15 de fev. de 2014

A MAGIA DA RETORICA AUTORITARIA: o terrorismo no léxico político da mídia alternativa

Jaime Amparo Alves

A magia da retórica autoritária: de repente uma preocupante afinidade discursiva entre representantes da imprensa alternativa - principalmente a combativa blogsfera - e a grande mídia. A morte do cinegrafista da TV Bandeirantes, Santiago Andrade, se transformou em um prato-cheio para jornalistas e blogueiros progressistas vomitarem adjetivos como “criminosos”, “homicidas” e “terroristas” como se trabalhassem nas redações de Veja ou da Globo. A ativista Elisa Quadros “Soninho” é classificada como “fria e com uma disposição quase infinita para tocar o terror”, o deputado Marcelo Freixo visto como “financiador da violência” e advogados-militantes como co-participantes em atos delinquenciais. Quem de nós, militantes sociais, estará salvo destes rótulos?

Os black blocs são controversos em seu usos da violência como meio, mas não são terroristas. Ponto! Com um pouco de boa-fé dá para saber que os dois jovens acusados pelo  “homicídio” de Santiago Andrade não premeditaram “assassinar”  um profissional da imprensa, como a verborragia facista quer fazer crer.
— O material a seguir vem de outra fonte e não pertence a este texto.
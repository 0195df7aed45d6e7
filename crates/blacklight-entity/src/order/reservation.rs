//! All-or-nothing stock check for a set of order lines.

use std::collections::HashMap;

use rust_decimal::Decimal;
use uuid::Uuid;

use blacklight_core::{AppError, AppResult};

use super::item::OrderLine;
use crate::product::Product;

/// A line that passed the stock check, priced from the current catalog.
#[derive(Debug, Clone, PartialEq)]
pub struct ReservedLine {
    pub product_id: Uuid,
    pub product_name: String,
    pub unit_price: Decimal,
    pub quantity: i32,
    /// Stock left once this line is taken.
    pub remaining_stock: i32,
}

impl ReservedLine {
    pub fn line_total(&self) -> Decimal {
        self.unit_price * Decimal::from(self.quantity)
    }
}

/// Check every line against the given products before anything is touched.
///
/// Fails on the first missing product or short line; callers apply the
/// decrements only when this returns `Ok`. Lines must already be merged so
/// each product appears once.
pub fn reserve_lines(
    lines: &[OrderLine],
    products: &HashMap<Uuid, Product>,
) -> AppResult<Vec<ReservedLine>> {
    lines
        .iter()
        .map(|line| {
            let product = products.get(&line.product_id).ok_or_else(|| {
                AppError::not_found(format!("Product {} not found", line.product_id))
            })?;
            if !product.has_stock_for(line.quantity) {
                return Err(AppError::insufficient_stock(
                    product.id,
                    format!(
                        "Only {} of '{}' in stock, {} requested",
                        product.stock, product.name, line.quantity
                    ),
                ));
            }
            Ok(ReservedLine {
                product_id: product.id,
                product_name: product.name.clone(),
                unit_price: product.price,
                quantity: line.quantity,
                remaining_stock: product.stock - line.quantity,
            })
        })
        .collect()
}

/// Sum of `price * quantity` over the reserved lines.
pub fn reserved_total(lines: &[ReservedLine]) -> Decimal {
    lines.iter().map(ReservedLine::line_total).sum()
}
//! In-memory store.
//!
//! Every table lives behind one `tokio::sync::Mutex`, so each trait method
//! runs as a single critical section. That gives the same atomicity as the
//! PostgreSQL transactions: the booking overlap check and insert, and the
//! stock check and decrement, can never interleave with another request.

mod booking;
mod catalog;
mod order;
mod user;

use std::collections::HashMap;
use std::sync::Arc;

use tokio::sync::Mutex;
use uuid::Uuid;

use blacklight_entity::ad::Ad;
use blacklight_entity::booking::Booking;
use blacklight_entity::order::Order;
use blacklight_entity::product::Product;
use blacklight_entity::room::Room;
use blacklight_entity::user::User;

/// Tables held by the in-memory store. Vectors keep insertion order.
#[derive(Debug, Default)]
struct MemoryState {
    rooms: HashMap<Uuid, Room>,
    bookings: Vec<Booking>,
    products: HashMap<Uuid, Product>,
    orders: Vec<Order>,
    users: HashMap<Uuid, User>,
    ads: Vec<Ad>,
}

/// Store implementation for tests and local runs.
#[derive(Debug, Clone, Default)]
pub struct MemoryStore {
    state: Arc<Mutex<MemoryState>>,
}

impl MemoryStore {
    pub fn new() -> Self {
        Self::default()
    }
}
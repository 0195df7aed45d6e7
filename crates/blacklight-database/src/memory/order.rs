//! Orders and stock reservation.

use std::collections::HashMap;

use async_trait::async_trait;
use chrono::{NaiveDate, Utc};
use uuid::Uuid;

use blacklight_core::error::AppError;
use blacklight_core::result::AppResult;
use blacklight_core::types::{PageRequest, PageResponse};
use blacklight_entity::order::{
    NewOrder, Order, OrderItem, OrderStatus, reserve_lines, reserved_total,
};
use blacklight_entity::payment::PaymentStatus;
use blacklight_entity::product::Product;
use blacklight_entity::report::OrderTotals;

use super::MemoryStore;
use crate::store::OrderStore;

#[async_trait]
impl OrderStore for MemoryStore {
    async fn find_by_id(&self, id: Uuid) -> AppResult<Option<Order>> {
        let state = self.state.lock().await;
        Ok(state.orders.iter().find(|o| o.id == id).cloned())
    }

    async fn list(
        &self,
        customer_id: Option<Uuid>,
        page: &PageRequest,
    ) -> AppResult<PageResponse<Order>> {
        let state = self.state.lock().await;
        let matching: Vec<Order> = state
            .orders
            .iter()
            .rev()
            .filter(|o| customer_id.is_none_or(|c| o.customer_id == c))
            .cloned()
            .collect();
        let total = matching.len() as u64;
        Ok(PageResponse::new(page.slice(&matching), page, total))
    }

    async fn place(&self, order: &NewOrder) -> AppResult<Order> {
        let mut state = self.state.lock().await;

        let referenced: HashMap<Uuid, Product> = order
            .lines
            .iter()
            .filter_map(|l| state.products.get(&l.product_id))
            .map(|p| (p.id, p.clone()))
            .collect();
        let reserved = reserve_lines(&order.lines, &referenced)?;

        let now = Utc::now();
        for line in &reserved {
            if let Some(product) = state.products.get_mut(&line.product_id) {
                product.stock = line.remaining_stock;
                product.updated_at = now;
            }
        }

        let order_id = Uuid::new_v4();
        let items = reserved
            .iter()
            .map(|line| OrderItem {
                id: Uuid::new_v4(),
                order_id,
                product_id: line.product_id,
                product_name: line.product_name.clone(),
                unit_price: line.unit_price,
                quantity: line.quantity,
            })
            .collect();
        let created = Order {
            id: order_id,
            customer_id: order.customer_id,
            customer_name: order.customer_name.clone(),
            order_type: order.order_type,
            location: order.location.clone(),
            phone_number: order.phone_number.clone(),
            total_amount: reserved_total(&reserved),
            status: OrderStatus::Pending,
            payment_status: PaymentStatus::Unpaid,
            created_at: now,
            updated_at: now,
            items,
        };
        state.orders.push(created.clone());
        Ok(created)
    }

    async fn update_status(&self, id: Uuid, next: OrderStatus) -> AppResult<Order> {
        let mut state = self.state.lock().await;
        let order = state
            .orders
            .iter_mut()
            .find(|o| o.id == id)
            .ok_or_else(|| AppError::not_found(format!("Order {id} not found")))?;
        if !order.status.can_transition_to(next, order.order_type) {
            return Err(AppError::invalid_status_transition(order.status, next));
        }
        order.status = next;
        order.updated_at = Utc::now();
        Ok(order.clone())
    }

    async fn mark_paid(&self, id: Uuid) -> AppResult<Order> {
        let mut state = self.state.lock().await;
        let order = state
            .orders
            .iter_mut()
            .find(|o| o.id == id)
            .ok_or_else(|| AppError::not_found(format!("Order {id} not found")))?;
        if !order.payment_status.is_paid() {
            order.payment_status = PaymentStatus::Paid;
            order.updated_at = Utc::now();
        }
        Ok(order.clone())
    }

    async fn totals(&self, day: NaiveDate) -> AppResult<OrderTotals> {
        let state = self.state.lock().await;
        Ok(OrderTotals::tally(&state.orders, day))
    }
}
Ao invés de seguirmos a trilha perigosa da direita brasileira, deveríamos ser  mais inquisitivos sobre a mensagem que nos querem transmitir e mais curiosos ainda sobre o contexto político que possibilitou seu surgimento entre nós.

Os Black Blocs surgem no Brasil em um contexto de repressão policial e de monopólio da voz que deixa poucas alternativas para as vozes dissonantes. Quando um deputado federal rasga na tribuna da Câmara uma revista semanal de informação, o faz  porque a violência da mídia sequestra seu direito, julga, assassina reputações, enfim, a mídia mesmo se converte em um atentado `a liberdade de expressão. A violencia legítima do parlamentar não pode ser comparada `a violencia da mídia. No mesmo sentido, ainda que os Black Blocs nos assustem, sejam instrumentalizados e desagregem algunas bandeiras de luta, tratar sua violência como “terrorismo social”(sic!) é desconhecer as implicações políticas do uso de tal termo e os custos a serem pagos pelos lutadores e lutadoras sociais ao introduzí-lo no léxico político do país. As manifestações “extremas” estão acontecendo em um contexto extremo de abuso do poder público, de violência policial e de autoritarismo midiático. Não estariam os black blocs na verdade reivindicando para sí parte da violencia monopolizada pelos meios de comunicação e pela policía? Não estaría aí a razão da tentativa, em vão, da Globo e cia em tirar dividendos políticos das manifestações?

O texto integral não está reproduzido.